Look through the records below and give the number of lines holding the string "channels", nothing more.

++++++++++++++++++++

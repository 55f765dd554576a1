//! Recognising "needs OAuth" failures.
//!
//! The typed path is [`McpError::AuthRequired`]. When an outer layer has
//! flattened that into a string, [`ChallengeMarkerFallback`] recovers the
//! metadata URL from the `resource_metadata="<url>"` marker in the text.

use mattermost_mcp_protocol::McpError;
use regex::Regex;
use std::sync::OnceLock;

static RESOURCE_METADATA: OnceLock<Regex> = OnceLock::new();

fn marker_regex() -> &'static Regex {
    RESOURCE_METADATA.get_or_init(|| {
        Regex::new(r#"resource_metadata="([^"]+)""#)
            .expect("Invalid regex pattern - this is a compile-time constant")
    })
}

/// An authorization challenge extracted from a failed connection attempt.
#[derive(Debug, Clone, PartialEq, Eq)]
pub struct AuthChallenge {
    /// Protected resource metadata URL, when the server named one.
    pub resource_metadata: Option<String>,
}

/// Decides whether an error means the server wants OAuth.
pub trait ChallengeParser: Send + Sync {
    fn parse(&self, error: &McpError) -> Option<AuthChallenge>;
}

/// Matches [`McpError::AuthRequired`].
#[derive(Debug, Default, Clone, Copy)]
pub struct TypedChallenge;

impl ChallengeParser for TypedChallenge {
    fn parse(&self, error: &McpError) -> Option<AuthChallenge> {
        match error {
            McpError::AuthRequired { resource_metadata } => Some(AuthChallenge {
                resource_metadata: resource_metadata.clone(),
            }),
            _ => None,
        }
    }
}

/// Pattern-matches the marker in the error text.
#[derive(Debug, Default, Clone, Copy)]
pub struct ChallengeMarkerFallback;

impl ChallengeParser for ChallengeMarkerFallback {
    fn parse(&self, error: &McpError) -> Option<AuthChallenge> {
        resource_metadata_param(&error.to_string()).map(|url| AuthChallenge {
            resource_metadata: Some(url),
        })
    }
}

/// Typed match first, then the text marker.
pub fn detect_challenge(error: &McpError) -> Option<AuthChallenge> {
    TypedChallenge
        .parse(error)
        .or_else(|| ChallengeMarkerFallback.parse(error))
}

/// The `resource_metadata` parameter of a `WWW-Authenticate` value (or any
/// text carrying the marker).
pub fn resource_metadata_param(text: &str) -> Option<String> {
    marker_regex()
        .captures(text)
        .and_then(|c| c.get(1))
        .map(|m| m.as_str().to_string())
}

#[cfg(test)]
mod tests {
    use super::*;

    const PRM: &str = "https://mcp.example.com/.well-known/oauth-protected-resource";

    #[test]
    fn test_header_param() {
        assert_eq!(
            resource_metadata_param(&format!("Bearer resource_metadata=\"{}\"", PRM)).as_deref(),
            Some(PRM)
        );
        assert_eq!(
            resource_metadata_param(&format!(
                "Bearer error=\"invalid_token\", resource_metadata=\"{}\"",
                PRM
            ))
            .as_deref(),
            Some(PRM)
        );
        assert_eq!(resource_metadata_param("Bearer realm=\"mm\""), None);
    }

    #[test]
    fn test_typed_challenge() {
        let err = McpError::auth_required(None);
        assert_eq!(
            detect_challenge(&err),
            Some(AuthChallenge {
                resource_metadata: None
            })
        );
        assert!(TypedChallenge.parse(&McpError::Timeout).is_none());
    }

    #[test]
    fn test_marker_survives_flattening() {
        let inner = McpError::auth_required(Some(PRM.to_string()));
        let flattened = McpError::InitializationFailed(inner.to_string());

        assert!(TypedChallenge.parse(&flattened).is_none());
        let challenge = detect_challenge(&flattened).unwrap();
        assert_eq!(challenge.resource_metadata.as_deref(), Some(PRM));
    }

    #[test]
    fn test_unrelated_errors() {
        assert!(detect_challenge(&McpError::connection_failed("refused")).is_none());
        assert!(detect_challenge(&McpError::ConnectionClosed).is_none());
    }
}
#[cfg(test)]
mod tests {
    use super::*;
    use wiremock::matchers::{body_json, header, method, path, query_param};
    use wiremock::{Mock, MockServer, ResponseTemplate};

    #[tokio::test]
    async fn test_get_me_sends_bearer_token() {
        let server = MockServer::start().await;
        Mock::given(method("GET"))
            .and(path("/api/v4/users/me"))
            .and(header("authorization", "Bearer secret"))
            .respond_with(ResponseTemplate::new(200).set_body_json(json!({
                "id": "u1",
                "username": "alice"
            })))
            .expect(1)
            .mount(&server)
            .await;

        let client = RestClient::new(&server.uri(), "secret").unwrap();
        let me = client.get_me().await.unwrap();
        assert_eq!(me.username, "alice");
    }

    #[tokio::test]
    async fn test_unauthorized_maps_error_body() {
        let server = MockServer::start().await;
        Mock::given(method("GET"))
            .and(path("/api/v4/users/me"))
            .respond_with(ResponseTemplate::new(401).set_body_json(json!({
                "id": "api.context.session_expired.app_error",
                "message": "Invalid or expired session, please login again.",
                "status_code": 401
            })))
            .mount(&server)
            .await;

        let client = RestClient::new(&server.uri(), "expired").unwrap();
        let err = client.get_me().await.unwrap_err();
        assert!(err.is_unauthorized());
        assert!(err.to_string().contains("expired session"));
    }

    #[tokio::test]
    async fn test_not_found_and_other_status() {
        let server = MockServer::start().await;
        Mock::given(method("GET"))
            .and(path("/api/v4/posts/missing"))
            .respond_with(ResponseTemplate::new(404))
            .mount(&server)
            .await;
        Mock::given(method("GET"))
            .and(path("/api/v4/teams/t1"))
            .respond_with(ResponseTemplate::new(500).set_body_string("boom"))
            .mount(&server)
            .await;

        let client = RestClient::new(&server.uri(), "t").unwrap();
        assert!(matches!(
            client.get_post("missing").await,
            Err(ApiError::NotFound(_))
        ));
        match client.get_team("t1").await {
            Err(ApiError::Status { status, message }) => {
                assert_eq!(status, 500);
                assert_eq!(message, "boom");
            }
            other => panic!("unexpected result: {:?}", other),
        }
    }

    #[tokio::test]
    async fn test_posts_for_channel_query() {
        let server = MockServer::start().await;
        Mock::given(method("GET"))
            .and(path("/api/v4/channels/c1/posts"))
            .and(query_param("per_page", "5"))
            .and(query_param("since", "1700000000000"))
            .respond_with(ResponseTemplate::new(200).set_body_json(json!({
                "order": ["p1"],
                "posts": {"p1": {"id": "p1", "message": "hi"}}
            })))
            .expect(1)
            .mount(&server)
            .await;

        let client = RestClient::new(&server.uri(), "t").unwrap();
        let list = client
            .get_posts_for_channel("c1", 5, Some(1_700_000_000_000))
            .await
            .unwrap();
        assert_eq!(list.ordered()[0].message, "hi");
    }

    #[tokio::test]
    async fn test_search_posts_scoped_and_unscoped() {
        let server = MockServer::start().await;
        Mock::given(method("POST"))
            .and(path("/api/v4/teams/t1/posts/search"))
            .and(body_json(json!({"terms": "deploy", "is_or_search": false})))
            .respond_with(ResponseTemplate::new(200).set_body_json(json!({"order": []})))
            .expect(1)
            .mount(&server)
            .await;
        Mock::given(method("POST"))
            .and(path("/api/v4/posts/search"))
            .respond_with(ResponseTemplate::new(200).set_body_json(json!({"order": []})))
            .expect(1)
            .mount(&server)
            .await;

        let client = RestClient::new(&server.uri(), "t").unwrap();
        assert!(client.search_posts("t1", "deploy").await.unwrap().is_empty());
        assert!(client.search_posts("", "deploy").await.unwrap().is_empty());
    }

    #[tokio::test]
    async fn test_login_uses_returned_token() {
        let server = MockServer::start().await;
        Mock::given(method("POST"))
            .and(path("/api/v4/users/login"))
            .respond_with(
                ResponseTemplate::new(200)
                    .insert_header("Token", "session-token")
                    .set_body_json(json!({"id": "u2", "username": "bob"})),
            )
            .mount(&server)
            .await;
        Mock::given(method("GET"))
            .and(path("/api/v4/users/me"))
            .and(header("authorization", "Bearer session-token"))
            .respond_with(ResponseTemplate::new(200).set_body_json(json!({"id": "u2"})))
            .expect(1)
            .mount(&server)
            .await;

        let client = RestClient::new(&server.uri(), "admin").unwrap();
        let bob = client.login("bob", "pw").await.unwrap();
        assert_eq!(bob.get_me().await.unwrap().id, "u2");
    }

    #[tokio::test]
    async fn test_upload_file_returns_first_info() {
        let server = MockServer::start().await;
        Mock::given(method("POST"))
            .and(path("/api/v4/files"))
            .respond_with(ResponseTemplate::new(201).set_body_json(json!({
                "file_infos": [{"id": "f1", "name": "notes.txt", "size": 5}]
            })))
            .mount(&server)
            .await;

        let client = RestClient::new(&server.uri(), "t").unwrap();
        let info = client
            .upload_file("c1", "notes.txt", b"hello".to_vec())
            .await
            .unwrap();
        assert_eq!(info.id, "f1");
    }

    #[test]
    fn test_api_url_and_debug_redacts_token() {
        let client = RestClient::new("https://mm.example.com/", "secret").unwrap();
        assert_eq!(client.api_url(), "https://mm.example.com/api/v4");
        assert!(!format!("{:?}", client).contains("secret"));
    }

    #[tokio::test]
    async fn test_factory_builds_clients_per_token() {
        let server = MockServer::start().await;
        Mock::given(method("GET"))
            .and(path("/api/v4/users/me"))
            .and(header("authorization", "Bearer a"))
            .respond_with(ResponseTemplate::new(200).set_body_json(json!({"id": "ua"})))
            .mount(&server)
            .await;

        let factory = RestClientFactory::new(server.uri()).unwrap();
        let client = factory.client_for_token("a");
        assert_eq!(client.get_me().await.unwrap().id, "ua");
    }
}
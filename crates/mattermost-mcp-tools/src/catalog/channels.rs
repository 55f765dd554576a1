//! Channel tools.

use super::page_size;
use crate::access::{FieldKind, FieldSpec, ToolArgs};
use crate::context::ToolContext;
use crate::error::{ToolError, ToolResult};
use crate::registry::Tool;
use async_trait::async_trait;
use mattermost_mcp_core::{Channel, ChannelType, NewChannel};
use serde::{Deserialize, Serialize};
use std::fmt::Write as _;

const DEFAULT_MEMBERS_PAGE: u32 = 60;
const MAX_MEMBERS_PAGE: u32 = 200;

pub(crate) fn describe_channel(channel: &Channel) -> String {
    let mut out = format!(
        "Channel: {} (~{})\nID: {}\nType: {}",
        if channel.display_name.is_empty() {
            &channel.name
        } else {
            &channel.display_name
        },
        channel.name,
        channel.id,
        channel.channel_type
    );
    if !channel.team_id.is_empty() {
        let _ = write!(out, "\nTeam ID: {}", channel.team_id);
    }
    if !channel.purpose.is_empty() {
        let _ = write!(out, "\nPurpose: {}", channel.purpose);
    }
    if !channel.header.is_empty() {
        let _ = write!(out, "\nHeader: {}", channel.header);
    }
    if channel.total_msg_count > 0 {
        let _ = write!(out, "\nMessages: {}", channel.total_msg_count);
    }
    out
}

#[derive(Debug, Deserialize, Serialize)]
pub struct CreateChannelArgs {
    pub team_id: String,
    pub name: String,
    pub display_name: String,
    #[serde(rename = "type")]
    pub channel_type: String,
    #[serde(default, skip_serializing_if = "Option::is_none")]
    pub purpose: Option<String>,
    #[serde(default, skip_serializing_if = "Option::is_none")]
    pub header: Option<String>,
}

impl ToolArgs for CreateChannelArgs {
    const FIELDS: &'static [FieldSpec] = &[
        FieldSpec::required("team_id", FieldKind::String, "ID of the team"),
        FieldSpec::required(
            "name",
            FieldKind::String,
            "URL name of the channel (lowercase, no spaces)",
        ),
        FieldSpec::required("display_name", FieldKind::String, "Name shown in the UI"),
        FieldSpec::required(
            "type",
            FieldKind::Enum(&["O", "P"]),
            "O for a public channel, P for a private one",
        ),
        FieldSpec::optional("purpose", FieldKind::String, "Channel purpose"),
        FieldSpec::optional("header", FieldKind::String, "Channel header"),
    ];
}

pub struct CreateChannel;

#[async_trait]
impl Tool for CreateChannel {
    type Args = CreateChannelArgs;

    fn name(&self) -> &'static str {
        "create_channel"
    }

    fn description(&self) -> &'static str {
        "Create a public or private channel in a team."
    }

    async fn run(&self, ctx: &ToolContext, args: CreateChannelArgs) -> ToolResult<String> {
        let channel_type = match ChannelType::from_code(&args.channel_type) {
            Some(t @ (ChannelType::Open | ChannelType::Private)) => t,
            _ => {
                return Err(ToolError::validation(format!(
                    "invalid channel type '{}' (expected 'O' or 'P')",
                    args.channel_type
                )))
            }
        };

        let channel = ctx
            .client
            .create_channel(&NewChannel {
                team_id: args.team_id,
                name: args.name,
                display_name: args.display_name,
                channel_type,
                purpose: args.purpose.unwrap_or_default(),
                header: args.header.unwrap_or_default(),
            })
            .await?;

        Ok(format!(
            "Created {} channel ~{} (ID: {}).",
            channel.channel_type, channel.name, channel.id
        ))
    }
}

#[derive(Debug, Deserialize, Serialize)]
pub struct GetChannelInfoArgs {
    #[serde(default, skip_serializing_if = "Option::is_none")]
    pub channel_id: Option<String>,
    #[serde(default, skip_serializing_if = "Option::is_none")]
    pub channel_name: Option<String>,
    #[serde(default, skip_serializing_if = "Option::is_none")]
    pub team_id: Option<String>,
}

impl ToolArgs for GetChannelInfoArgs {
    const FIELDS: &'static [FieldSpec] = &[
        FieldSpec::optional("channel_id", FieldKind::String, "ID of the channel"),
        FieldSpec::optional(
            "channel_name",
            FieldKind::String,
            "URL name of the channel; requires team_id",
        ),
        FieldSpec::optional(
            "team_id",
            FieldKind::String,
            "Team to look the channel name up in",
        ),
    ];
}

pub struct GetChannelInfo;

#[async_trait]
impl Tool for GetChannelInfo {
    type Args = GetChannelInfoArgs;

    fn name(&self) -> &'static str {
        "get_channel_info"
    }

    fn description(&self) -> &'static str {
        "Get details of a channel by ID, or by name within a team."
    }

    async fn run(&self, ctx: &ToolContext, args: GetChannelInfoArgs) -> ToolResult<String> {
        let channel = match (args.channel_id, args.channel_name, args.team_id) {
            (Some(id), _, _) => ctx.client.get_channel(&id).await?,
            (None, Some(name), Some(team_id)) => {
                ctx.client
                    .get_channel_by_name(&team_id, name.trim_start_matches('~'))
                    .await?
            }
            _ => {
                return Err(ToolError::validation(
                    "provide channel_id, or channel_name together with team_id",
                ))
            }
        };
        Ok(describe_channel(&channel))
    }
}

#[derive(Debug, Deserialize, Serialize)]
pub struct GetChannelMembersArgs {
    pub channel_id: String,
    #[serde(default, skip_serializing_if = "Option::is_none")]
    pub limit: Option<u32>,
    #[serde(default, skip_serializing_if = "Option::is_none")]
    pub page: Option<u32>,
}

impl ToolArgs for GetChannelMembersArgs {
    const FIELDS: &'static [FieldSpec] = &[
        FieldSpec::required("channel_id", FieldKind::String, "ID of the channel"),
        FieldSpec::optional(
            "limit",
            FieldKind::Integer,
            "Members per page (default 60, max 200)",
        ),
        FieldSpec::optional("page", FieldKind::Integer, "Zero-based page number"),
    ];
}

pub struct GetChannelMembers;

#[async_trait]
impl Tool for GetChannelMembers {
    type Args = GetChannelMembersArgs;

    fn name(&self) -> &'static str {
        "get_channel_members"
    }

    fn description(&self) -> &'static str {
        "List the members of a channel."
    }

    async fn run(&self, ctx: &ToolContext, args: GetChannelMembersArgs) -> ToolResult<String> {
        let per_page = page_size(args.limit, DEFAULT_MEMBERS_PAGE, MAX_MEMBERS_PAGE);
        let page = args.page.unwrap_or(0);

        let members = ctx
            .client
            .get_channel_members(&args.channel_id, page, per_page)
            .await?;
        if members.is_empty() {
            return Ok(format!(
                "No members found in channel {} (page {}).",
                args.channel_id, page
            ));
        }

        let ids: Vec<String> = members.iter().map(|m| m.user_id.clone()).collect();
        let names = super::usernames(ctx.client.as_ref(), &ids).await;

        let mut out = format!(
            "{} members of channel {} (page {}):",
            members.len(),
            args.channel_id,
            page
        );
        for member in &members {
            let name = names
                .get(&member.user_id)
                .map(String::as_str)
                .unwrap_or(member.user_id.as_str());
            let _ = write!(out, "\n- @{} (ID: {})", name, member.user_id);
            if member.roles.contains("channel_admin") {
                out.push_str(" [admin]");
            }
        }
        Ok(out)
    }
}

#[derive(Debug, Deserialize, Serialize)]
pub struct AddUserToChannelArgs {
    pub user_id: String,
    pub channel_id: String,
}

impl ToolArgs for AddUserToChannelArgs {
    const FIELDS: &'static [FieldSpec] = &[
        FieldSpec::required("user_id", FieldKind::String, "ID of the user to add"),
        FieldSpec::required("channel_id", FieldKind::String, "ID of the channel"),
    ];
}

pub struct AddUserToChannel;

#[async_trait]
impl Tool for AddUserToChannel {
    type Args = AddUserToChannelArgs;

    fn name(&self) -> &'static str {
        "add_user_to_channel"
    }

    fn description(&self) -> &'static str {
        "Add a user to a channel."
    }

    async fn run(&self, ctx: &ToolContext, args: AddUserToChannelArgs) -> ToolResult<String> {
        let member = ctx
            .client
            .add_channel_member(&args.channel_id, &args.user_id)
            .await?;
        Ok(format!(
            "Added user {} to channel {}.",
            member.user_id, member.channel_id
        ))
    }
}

++++++++++++++++++++

§ **Output of the exercise**
2